* Goal of the exercise *
Some of the lines below need repeating. Reproduce exactly those between the lines holding "report.delivered" and "pub const MAX_MESSAGE_CONTENT_CHARS: usize", inclusive.

* Data supplied *
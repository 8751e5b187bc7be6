//! UseCase: チャット送信処理
//!
//! ## テスト実装の作業記録
//!
//! ### 何をテストしているか
//! - SendChatUseCase::execute() メソッド
//! - 送信者情報とタイムスタンプをサーバー側で付与したチャットの配信
//!
//! ### なぜこのテストが必要か
//! - 送信者は自分のチャットを受け取ってはならない
//! - 送信者情報はクライアントの申告ではなくセッションから決まる

use std::sync::Arc;

use hiroba_shared::time::Clock;

use crate::{
    domain::{ChatMessage, ConnectionId, ConnectionRepository, MessageContent, Timestamp},
    infrastructure::dto::websocket::ServerEvent,
};

use super::{
    broadcast::{BroadcastEngine, BroadcastReport},
    error::SendChatError,
};

/// チャット送信のユースケース
pub struct SendChatUseCase {
    repository: Arc<dyn ConnectionRepository>,
    broadcast_engine: Arc<BroadcastEngine>,
    clock: Arc<dyn Clock>,
}

impl SendChatUseCase {
    pub fn new(
        repository: Arc<dyn ConnectionRepository>,
        broadcast_engine: Arc<BroadcastEngine>,
        clock: Arc<dyn Clock>,
    ) -> Self {
        Self {
            repository,
            broadcast_engine,
            clock,
        }
    }

    /// チャット送信を実行
    ///
    /// # Arguments
    ///
    /// * `connection_id` - 送信元の接続ハンドル
    /// * `content` - メッセージ本文
    ///
    /// # Returns
    ///
    /// * `Ok(BroadcastReport)` - 送信者以外への配信結果
    /// * `Err(SendChatError)` - 送信元のセッションが存在しない場合など
    pub async fn execute(
        &self,
        connection_id: &ConnectionId,
        content: MessageContent,
    ) -> Result<BroadcastReport, SendChatError> {
        let turn = self.broadcast_engine.turn().await;

        let session = self
            .repository
            .find(connection_id)
            .await
            .ok_or_else(|| SendChatError::UnknownSession(connection_id.to_string()))?;

        let message = ChatMessage::new(
            session.identity,
            content,
            Timestamp::new(self.clock.now_millis()),
        );
        let event = ServerEvent::chat(&message);

        let report = self
            .broadcast_engine
            .broadcast(&turn, &event, Some(connection_id))
            .await?;

        tracing::debug!(
            "Relayed chat from '{}' to {} session(s)",
            message.sender.id,
            report.delivered
        );

        Ok(report)
    }
}
//! 値オブジェクト
//!
//! 不変で、生成時にバリデーションされる値を表します。

use std::fmt;

use hiroba_shared::time::millis_to_iso8601;
use uuid::Uuid;

use super::error::ValueObjectError;

/// メッセージ本文の最大文字数
pub const MAX_MESSAGE_CONTENT_CHARS: usize = 4096;

/// 接続ハンドル（トランスポート接続 1 本ごとに発行される ID）
#[derive(Debug, Clone, PartialEq, Eq, Hash, PartialOrd, Ord)]
pub struct ConnectionId(Uuid);

impl ConnectionId {
    pub fn new(value: Uuid) -> Self {
        Self(value)
    }

    pub fn value(&self) -> Uuid {
        self.0
    }
}

impl fmt::Display for ConnectionId {
    fn fmt(&self, f: &mut fmt::Formatter<'_>) -> fmt::Result {
        write!(f, "{}", self.0)
    }
}

/// ConnectionId の生成
pub struct ConnectionIdFactory;

impl ConnectionIdFactory {
    /// ランダムな UUID v4 から ConnectionId を生成
    pub fn generate() -> ConnectionId {
        ConnectionId(Uuid::new_v4())
    }
}

/// ユーザー ID（例: `user1`）
#[derive(Debug, Clone, PartialEq, Eq, Hash, PartialOrd, Ord)]
pub struct UserId(String);

impl UserId {
    pub fn new(value: String) -> Result<Self, ValueObjectError> {
        if value.trim().is_empty() {
            return Err(ValueObjectError::EmptyUserId);
        }
        Ok(Self(value))
    }

    pub fn as_str(&self) -> &str {
        &self.0
    }

    pub fn into_string(self) -> String {
        self.0
    }
}

impl TryFrom<String> for UserId {
    type Error = ValueObjectError;

    fn try_from(value: String) -> Result<Self, Self::Error> {
        Self::new(value)
    }
}

impl fmt::Display for UserId {
    fn fmt(&self, f: &mut fmt::Formatter<'_>) -> fmt::Result {
        f.write_str(&self.0)
    }
}

/// 表示名（例: `Alice`）
#[derive(Debug, Clone, PartialEq, Eq, Hash)]
pub struct DisplayName(String);

impl DisplayName {
    pub fn new(value: String) -> Result<Self, ValueObjectError> {
        if value.trim().is_empty() {
            return Err(ValueObjectError::EmptyDisplayName);
        }
        Ok(Self(value))
    }

    pub fn as_str(&self) -> &str {
        &self.0
    }

    pub fn into_string(self) -> String {
        self.0
    }
}

impl fmt::Display for DisplayName {
    fn fmt(&self, f: &mut fmt::Formatter<'_>) -> fmt::Result {
        f.write_str(&self.0)
    }
}

/// チャットメッセージ本文
///
/// 空文字列と [`MAX_MESSAGE_CONTENT_CHARS`] を超える本文は受け付けない。
#[derive(Debug, Clone, PartialEq, Eq)]
pub struct MessageContent(String);

impl MessageContent {
    pub fn new(value: String) -> Result<Self, ValueObjectError> {
        if value.is_empty() {
            return Err(ValueObjectError::EmptyMessageContent);
        }
        let chars = value.chars().count();
        if chars > MAX_MESSAGE_CONTENT_CHARS {
            return Err(ValueObjectError::MessageContentTooLong {
                len: chars,
                max: MAX_MESSAGE_CONTENT_CHARS,
            });
        }
        Ok(Self(value))
    }

    pub fn as_str(&self) -> &str {
        &self.0
    }

    pub fn into_string(self) -> String {
        self.0
    }
}

impl TryFrom<String> for MessageContent {
    type Error = ValueObjectError;

    fn try_from(value: String) -> Result<Self, Self::Error> {
        Self::new(value)
    }
}

/// Unix ミリ秒のタイムスタンプ
#[derive(Debug, Clone, Copy, PartialEq, Eq, PartialOrd, Ord)]
pub struct Timestamp(i64);

impl Timestamp {
    pub fn new(millis: i64) -> Self {
        Self(millis)
    }

    pub fn value(&self) -> i64 {
        self.0
    }

    /// ISO-8601（UTC, ミリ秒精度）表現
    pub fn to_iso8601(&self) -> String {
        millis_to_iso8601(self.0)
    }
}
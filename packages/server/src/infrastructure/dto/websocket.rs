//! WebSocket wire format.
//!
//! Every frame is a UTF-8 JSON object discriminated by its `type` field.
//!
//! Server → client:
//! - `{"type":"init","user":{"id":..,"name":..}}`
//! - `{"type":"users","users":[{"id":..,"name":..}, ...]}`
//! - `{"type":"chat","senderId":..,"senderName":..,"content":..,"timestamp":..}`
//!
//! Client → server:
//! - `{"type":"chat","content":..}` (any sender fields are ignored)

use serde::{Deserialize, Serialize};

/// Identity as it appears on the wire
#[derive(Debug, Clone, PartialEq, Eq, Serialize, Deserialize)]
pub struct UserDto {
    pub id: String,
    pub name: String,
}

/// Chat event payload
#[derive(Debug, Clone, PartialEq, Eq, Serialize, Deserialize)]
#[serde(rename_all = "camelCase")]
pub struct ChatEventDto {
    pub sender_id: String,
    pub sender_name: String,
    pub content: String,
    /// ISO-8601 timestamp assigned by the server
    pub timestamp: String,
}

/// Events sent from the relay to clients
#[derive(Debug, Clone, PartialEq, Eq, Serialize, Deserialize)]
#[serde(tag = "type")]
pub enum ServerEvent {
    /// Sent once, only to the new session, right after the handshake
    #[serde(rename = "init")]
    Init { user: UserDto },

    /// Full roster (never a diff), excluding the recipient
    #[serde(rename = "users")]
    Users { users: Vec<UserDto> },

    #[serde(rename = "chat")]
    Chat(ChatEventDto),
}

impl ServerEvent {
    pub fn to_json(&self) -> Result<String, serde_json::Error> {
        serde_json::to_string(self)
    }

    /// Parse a frame; unknown `type`s and invalid JSON yield `None`.
    pub fn parse(text: &str) -> Option<Self> {
        serde_json::from_str(text).ok()
    }
}

/// Commands sent from clients to the relay
#[derive(Debug, Clone, PartialEq, Eq, Serialize, Deserialize)]
#[serde(tag = "type")]
pub enum ClientCommand {
    #[serde(rename = "chat")]
    Chat { content: String },
}

impl ClientCommand {
    pub fn chat(content: impl Into<String>) -> Self {
        Self::Chat {
            content: content.into(),
        }
    }

    pub fn to_json(&self) -> Result<String, serde_json::Error> {
        serde_json::to_string(self)
    }

    pub fn parse(text: &str) -> Result<Self, serde_json::Error> {
        serde_json::from_str(text)
    }
}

* Answer *
            report.delivered
        );

        Ok(report)
    }
}
//! 値オブジェクト
//!
//! 不変で、生成時にバリデーションされる値を表します。

use std::fmt;

use hiroba_shared::time::millis_to_iso8601;
use uuid::Uuid;

use super::error::ValueObjectError;

/// メッセージ本文の最大文字数
pub const MAX_MESSAGE_CONTENT_CHARS: usize = 4096;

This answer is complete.